La mémoire du condamné est supprimée à perpétuité. Son cadavre est trainé dans les rues, face contre terre, puis il est pendu avant d’être jeté avec les immondices et les cadavres d’animaux. Voilà comment sont traités ceux qui sont jugés coupables de « s’être ôté la vie », le pire des crimes contre Dieu et le roi. À la veille de la Révolution, Jeanne est morte. Et d’aucuns l’accusent alors de s’être défenestrée. Elle doit donc être jugée.
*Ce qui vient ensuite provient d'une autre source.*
//! Configuration for metastage
//!
//! Hierarchy (highest priority first):
//! 1. CLI flags
//! 2. Environment variables (METASTAGE_*)
//! 3. Project config (.metastage.toml)
//! 4. User config (~/.config/metastage/config.toml)
//! 5. Built-in defaults

use std::path::{Path, PathBuf};

use serde::{Deserialize, Serialize};
use tracing::warn;

use crate::builder::AspectCapabilities;
use crate::emitter::EmitLayout;
use crate::error::{StageError, StageResult};
use crate::model::aspect::AspectKind;
use crate::DEFAULT_ENVIRONMENT;

/// Project config file name, looked up in the working directory
pub const PROJECT_CONFIG_FILE: &str = ".metastage.toml";

/// Resolved configuration
#[derive(Debug, Clone, PartialEq, Serialize, Deserialize)]
pub struct Config {
    /// Target environment for staged changes
    pub environment: String,

    /// Root of the staged-change tree
    pub base_dir: PathBuf,

    /// Default staging user, appended to owner lists
    pub owner: Option<String>,

    /// On-disk layout
    pub layout: EmitLayout,

    /// Aspect facets disabled at configuration time (kebab-case names)
    pub disabled_aspects: Vec<String>,
}

impl Default for Config {
    fn default() -> Self {
        Self {
            environment: DEFAULT_ENVIRONMENT.to_string(),
            base_dir: PathBuf::from("metadata-manager"),
            owner: None,
            layout: EmitLayout::SingleFile,
            disabled_aspects: Vec::new(),
        }
    }
}

/// One config file's contribution: every field optional
#[derive(Debug, Clone, Default, Deserialize)]
struct PartialConfig {
    #[serde(default)]
    staging: PartialStaging,
}

#[derive(Debug, Clone, Default, Deserialize)]
struct PartialStaging {
    environment: Option<String>,
    base_dir: Option<PathBuf>,
    owner: Option<String>,
    layout: Option<EmitLayout>,
    disabled_aspects: Option<Vec<String>>,
}

impl Config {
    /// Load configuration for a project directory: defaults, then the user
    /// config file, then the project file, then `METASTAGE_*` variables.
    pub fn load(project_dir: &Path) -> StageResult<Self> {
        let mut config = Config::default();

        if let Some(user_file) = user_config_path() {
            if user_file.exists() {
                config.merge(parse_config_file(&user_file)?);
            }
        }

        let project_file = project_dir.join(PROJECT_CONFIG_FILE);
        if project_file.exists() {
            config.merge(parse_config_file(&project_file)?);
        }

        config.apply_env();
        Ok(config)
    }

    fn merge(&mut self, partial: PartialConfig) {
        let staging = partial.staging;
        if let Some(environment) = staging.environment {
            self.environment = environment;
        }
        if let Some(base_dir) = staging.base_dir {
            self.base_dir = base_dir;
        }
        if let Some(owner) = staging.owner {
            self.owner = Some(owner);
        }
        if let Some(layout) = staging.layout {
            self.layout = layout;
        }
        if let Some(disabled) = staging.disabled_aspects {
            self.disabled_aspects = disabled;
        }
    }

    fn apply_env(&mut self) {
        if let Ok(environment) = std::env::var("METASTAGE_ENVIRONMENT") {
            if !environment.trim().is_empty() {
                self.environment = environment;
            }
        }
        if let Ok(base_dir) = std::env::var("METASTAGE_BASE_DIR") {
            if !base_dir.trim().is_empty() {
                self.base_dir = PathBuf::from(base_dir);
            }
        }
        if let Ok(owner) = std::env::var("METASTAGE_OWNER") {
            if !owner.trim().is_empty() {
                self.owner = Some(owner);
            }
        }
    }

    /// Builder capabilities implied by `disabled_aspects`. Unknown names are
    /// warned about and ignored.
    pub fn capabilities(&self) -> AspectCapabilities {
        let mut capabilities = AspectCapabilities::all();
        for name in &self.disabled_aspects {
            match AspectKind::parse_config_name(name) {
                Some(kind) => capabilities = capabilities.without(kind),
                None => warn!(aspect = %name, "unknown aspect name in disabled_aspects"),
            }
        }
        capabilities
    }
}

fn user_config_path() -> Option<PathBuf> {
    dirs::config_dir().map(|dir| dir.join("metastage/config.toml"))
}

fn parse_config_file(path: &Path) -> StageResult<PartialConfig> {
    let content = std::fs::read_to_string(path)?;
    parse_config_str(path, &content)
}

fn parse_config_str(path: &Path, content: &str) -> StageResult<PartialConfig> {
    let deserializer = toml::de::Deserializer::new(content);
    let mut unknown_keys = Vec::new();
    let partial: PartialConfig =
        serde_ignored::deserialize(deserializer, |key| unknown_keys.push(key.to_string()))
            .map_err(|e| StageError::InvalidConfig {
                file: path.to_path_buf(),
                message: e.to_string(),
            })?;

    for key in unknown_keys {
        warn!(file = %path.display(), key = %key, "unknown config key ignored");
    }
    Ok(partial)
}

#[cfg(test)]
mod tests {
    use super::*;

    #[test]
    fn default_config() {
        let config = Config::default();
        assert_eq!(config.environment, "dev");
        assert_eq!(config.base_dir, PathBuf::from("metadata-manager"));
        assert_eq!(config.layout, EmitLayout::SingleFile);
        assert!(config.owner.is_none());
    }

    #[test]
    fn parse_full_project_config() {
        let toml = r#"
[staging]
environment = "prod"
base_dir = "staged-metadata"
owner = "alice"
layout = "per-aspect"
disabled_aspects = ["structured-properties"]
"#;
        let partial = parse_config_str(Path::new(".metastage.toml"), toml).unwrap();
        let mut config = Config::default();
        config.merge(partial);

        assert_eq!(config.environment, "prod");
        assert_eq!(config.base_dir, PathBuf::from("staged-metadata"));
        assert_eq!(config.owner.as_deref(), Some("alice"));
        assert_eq!(config.layout, EmitLayout::PerAspect);
        assert_eq!(config.disabled_aspects, vec!["structured-properties"]);
    }

    #[test]
    fn partial_file_keeps_defaults() {
        let toml = "[staging]\nenvironment = \"staging\"\n";
        let partial = parse_config_str(Path::new(".metastage.toml"), toml).unwrap();
        let mut config = Config::default();
        config.merge(partial);

        assert_eq!(config.environment, "staging");
        assert_eq!(config.base_dir, PathBuf::from("metadata-manager"));
    }

    #[test]
    fn unknown_keys_are_tolerated() {
        let toml = "[staging]\nenvironment = \"dev\"\ntypo_key = true\n";
        assert!(parse_config_str(Path::new(".metastage.toml"), toml).is_ok());
    }

    #[test]
    fn malformed_config_is_an_error() {
        let err = parse_config_str(Path::new(".metastage.toml"), "[staging\n").unwrap_err();
        assert!(err.to_string().contains(".metastage.toml"));
    }

    #[test]
    fn capabilities_honor_disabled_aspects() {
        let config = Config {
            disabled_aspects: vec!["ownership".to_string(), "bogus".to_string()],
            ..Default::default()
        };
        let capabilities = config.capabilities();
        assert!(!capabilities.enabled(AspectKind::Ownership));
        assert!(capabilities.enabled(AspectKind::Status));
    }
}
Camille, un jeune armateur bordelais, n’accepte pas que Jeanne soit ainsi traitée et incarnera la voix et le corps de sa cousine au procès. Jeanne et Camille se sont aimés autrefois, lorsqu’ils étaient adolescents. Mais le jeune homme a obéi à sa famille et s’en est allé. Non sans promettre à Jeanne qu’il reviendra. Mais la vie en a décidé autrement, il s’est marié, à une autre. Jeanne a attendu. C’est de chagrin qu’elle est morte. Voilà de quoi ravir les plus grands romantiques. Et le plaisir sera d’autant plus savoureux que ce roman est servi par une belle écriture. Ce qui ne surprendra nullement les fidèles de Jean-Guy Soumy qui, avec La promesse, signe son seizième roman « romanesque ».